Menurut media pemerintah Anadolu Agency, anggota baru tersebut akan melibatkan 3.755 petugas dan 5.375 staf yang tidak bertugas. Miiter juga akan mempekerjakan 13.213 sersan khusus dan 20.595 petugas kontrak.
Pejabat militer mengatakan sebanyak 8.565 personel telah dikeluarkan atas hubungannya dengan kelompok Gulen setelah kudeta yang gagal tersebut. Personel ini dilaporkan mencakup 150 jenderal, 4.630 petugas, 2.167 petugas non-komisioning, 1.210 sersan khusus dan tentara kontrak serta 411 pegawai negeri dan pekerja.

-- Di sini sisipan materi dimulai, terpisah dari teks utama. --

//! JSON protocol spoken with the Baileys sidecar over its local WebSocket.

use {
    serde::{Deserialize, Serialize},
    wabridge_channels::MessageKey,
};

/// Disconnect status code WhatsApp uses when the linked device was rejected
/// or logged out. Reconnecting with the same credentials cannot succeed.
pub const AUTH_REJECTED_STATUS: u16 = 401;

/// Messages the gateway sends to the sidecar.
#[derive(Debug, Clone, PartialEq, Eq, Serialize, Deserialize)]
#[serde(tag = "type", rename_all = "snake_case")]
pub enum GatewayMessage {
    /// Open (or reopen) the WhatsApp Web socket using the multi-file auth
    /// state in `auth_dir`.
    Connect { auth_dir: String },
    SendText {
        request_id: String,
        to: String,
        text: String,
    },
    DeleteMessage {
        request_id: String,
        chat_id: String,
        key: MessageKey,
    },
}

/// Messages the sidecar sends to the gateway.
#[derive(Debug, Clone, PartialEq, Eq, Serialize, Deserialize)]
#[serde(tag = "type", rename_all = "snake_case")]
pub enum SidecarMessage {
    /// Pairing QR payload, refreshed periodically until scanned.
    Qr { qr: String },
    Connected {
        #[serde(default)]
        phone_number: Option<String>,
    },
    Disconnected {
        #[serde(default)]
        reason: Option<String>,
        #[serde(default)]
        status_code: Option<u16>,
    },
    LoggedOut,
    InboundMessage {
        message_id: String,
        chat_jid: String,
        #[serde(default)]
        sender_jid: Option<String>,
        #[serde(default)]
        from_me: bool,
        /// `conversation` or `extendedTextMessage.text`; absent for media.
        #[serde(default)]
        body: Option<String>,
        #[serde(default)]
        timestamp: Option<i64>,
    },
    SendResult {
        request_id: String,
        success: bool,
        #[serde(default)]
        message_id: Option<String>,
        #[serde(default)]
        chat_id: Option<String>,
        #[serde(default)]
        timestamp: Option<i64>,
        #[serde(default)]
        error: Option<String>,
    },
    DeleteResult {
        request_id: String,
        success: bool,
        #[serde(default)]
        error: Option<String>,
    },
    Error { error: String },
}

impl SidecarMessage {
    /// Request id for replies to a gateway request.
    #[must_use]
    pub fn request_id(&self) -> Option<&str> {
        match self {
            Self::SendResult { request_id, .. } | Self::DeleteResult { request_id, .. } => {
                Some(request_id)
            },
            _ => None,
        }
    }
}

#[allow(clippy::unwrap_used, clippy::expect_used)]
#[cfg(test)]
mod tests {
    use super::*;

    #[test]
    fn delete_request_wire_shape() {
        let msg = GatewayMessage::DeleteMessage {
            request_id: "r1".into(),
            chat_id: "111@s.whatsapp.net".into(),
            key: MessageKey::own("111@s.whatsapp.net", "ABC"),
        };
        assert_eq!(
            serde_json::to_value(&msg).unwrap(),
            serde_json::json!({
                "type": "delete_message",
                "request_id": "r1",
                "chat_id": "111@s.whatsapp.net",
                "key": { "remoteJid": "111@s.whatsapp.net", "fromMe": true, "id": "ABC" },
            })
        );
    }

    #[test]
    fn parses_minimal_sidecar_events() {
        let msg: SidecarMessage =
            serde_json::from_str(r#"{"type":"disconnected","status_code":401}"#).unwrap();
        assert_eq!(
            msg,
            SidecarMessage::Disconnected {
                reason: None,
                status_code: Some(AUTH_REJECTED_STATUS),
            }
        );

        let msg: SidecarMessage = serde_json::from_str(
            r#"{"type":"inbound_message","message_id":"X","chat_jid":"222@s.whatsapp.net"}"#,
        )
        .unwrap();
        assert!(matches!(
            msg,
            SidecarMessage::InboundMessage { body: None, from_me: false, .. }
        ));
    }

    #[test]
    fn gateway_sends_only_session_and_message_commands() {
        let connect = GatewayMessage::Connect {
            auth_dir: "./auth_info_baileys".into(),
        };
        assert_eq!(
            serde_json::to_value(&connect).unwrap(),
            serde_json::json!({ "type": "connect", "auth_dir": "./auth_info_baileys" })
        );
        assert!(serde_json::from_str::<GatewayMessage>(r#"{"type":"logout"}"#).is_err());
    }

    #[test]
    fn request_id_only_on_replies() {
        let reply = SidecarMessage::DeleteResult {
            request_id: "r9".into(),
            success: true,
            error: None,
        };
        assert_eq!(reply.request_id(), Some("r9"));
        assert_eq!(SidecarMessage::LoggedOut.request_id(), None);
    }
}
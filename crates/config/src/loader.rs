use std::path::{Path, PathBuf};

use {
    tracing::{debug, warn},
    wabridge_common::{Context, Result},
};

use crate::{env_subst::substitute_env, schema::WabridgeConfig};

/// Standard config file names, checked in order.
const CONFIG_FILENAMES: &[&str] = &[
    "wabridge.toml",
    "wabridge.yaml",
    "wabridge.yml",
    "wabridge.json",
];

/// Load config from the given path (any supported format).
pub fn load_config(path: &Path) -> Result<WabridgeConfig> {
    let raw = std::fs::read_to_string(path)
        .with_context(|| format!("failed to read {}", path.display()))?;
    let raw = substitute_env(&raw);
    parse_config(&raw, path)
}

/// Discover and load config from standard locations.
///
/// Search order:
/// 1. `./wabridge.{toml,yaml,yml,json}` (project-local)
/// 2. `~/.config/wabridge/wabridge.{toml,yaml,yml,json}` (user-global)
///
/// Returns `WabridgeConfig::default()` if no config file is found.
pub fn discover_and_load() -> WabridgeConfig {
    if let Some(path) = find_config_file() {
        debug!(path = %path.display(), "loading config");
        match load_config(&path) {
            Ok(cfg) => return cfg,
            Err(e) => {
                warn!(path = %path.display(), error = %e, "failed to load config, using defaults");
            },
        }
    } else {
        debug!("no config file found, using defaults");
    }
    WabridgeConfig::default()
}

/// Find the first config file in standard locations.
fn find_config_file() -> Option<PathBuf> {
    for name in CONFIG_FILENAMES {
        let p = PathBuf::from(name);
        if p.exists() {
            return Some(p);
        }
    }

    let config_dir = config_dir()?;
    CONFIG_FILENAMES
        .iter()
        .map(|name| config_dir.join(name))
        .find(|p| p.exists())
}

/// Returns the user-global config directory (`~/.config/wabridge/`).
pub fn config_dir() -> Option<PathBuf> {
    directories::ProjectDirs::from("", "", "wabridge").map(|d| d.config_dir().to_path_buf())
}

/// Apply the environment variables the bridge has always honoured on top of
/// the file config: `PORT`, `WABRIDGE_ENVIRONMENT` (falling back to
/// `NODE_ENV`), `WEBHOOK_URL_TEST`, `WEBHOOK_URL_PROD` and
/// `WABRIDGE_SIDECAR_URL`.
pub fn apply_env_overrides(config: &mut WabridgeConfig) {
    apply_env_overrides_with(config, |name| std::env::var(name).ok());
}

/// Same as [`apply_env_overrides`] with a custom lookup, so tests never touch
/// the process environment.
pub fn apply_env_overrides_with(
    config: &mut WabridgeConfig,
    lookup: impl Fn(&str) -> Option<String>,
) {
    let lookup = |name: &str| lookup(name).filter(|v| !v.trim().is_empty());

    if let Some(port) = lookup("PORT") {
        match port.trim().parse::<u16>() {
            Ok(port) => config.server.port = port,
            Err(e) => warn!(value = %port, error = %e, "ignoring invalid PORT"),
        }
    }
    if let Some(env) = lookup("WABRIDGE_ENVIRONMENT").or_else(|| lookup("NODE_ENV")) {
        config.webhook.environment = env;
    }
    if let Some(url) = lookup("WEBHOOK_URL_TEST") {
        config.webhook.test_url = Some(url);
    }
    if let Some(url) = lookup("WEBHOOK_URL_PROD") {
        config.webhook.prod_url = Some(url);
    }
    if let Some(url) = lookup("WABRIDGE_SIDECAR_URL") {
        config.whatsapp.sidecar_url = url;
    }
}

fn parse_config(raw: &str, path: &Path) -> Result<WabridgeConfig> {
    let ext = path.extension().and_then(|e| e.to_str()).unwrap_or("toml");

    match ext {
        "toml" => toml::from_str(raw).context("invalid TOML config"),
        "yaml" | "yml" => serde_yaml::from_str(raw).context("invalid YAML config"),
        "json" => serde_json::from_str(raw).context("invalid JSON config"),
        _ => Err(wabridge_common::Error::message(format!(
            "unsupported config format: .{ext}"
        ))),
    }
}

Selain itu, 16.409 mahasiswa militer telah dikeluarkan karena diduga memiliki kaitan dengan jaringan Gulen. Turki menuduh Fethullah Gulen, seorang ulama yang tinggal di Amerika Serikat dan kelompoknya mendalangi usaha kudeta yang menewaskan sekitar 300 orang dan menyebabkan pembersihan massal, termasuk di militer dan institusi negara lainnya.
Sejak Juli 2016, puluhan ribu orang, termasuk pegawai negeri dan petugas keamanan diskors atau diberhentikan dari pekerjaan mereka atau dipenjara. Pemerintah mengatakan pembersihan dan penahanan ditujukan untuk menyingkirkan pendukung Gulen dari institusi negara dan bagian masyarakat lainnya.
Kelompok hak asasi lokal dan internasional, serta sekutu Turki mengatakan penangkapan dan pembersihan itu merupakan tindakan sewenang-wenang. Mereka mengklaim pemerintah menggunakan usaha kudeta tersebut sebagai alasan untuk membungkam oposisi di negara tersebut.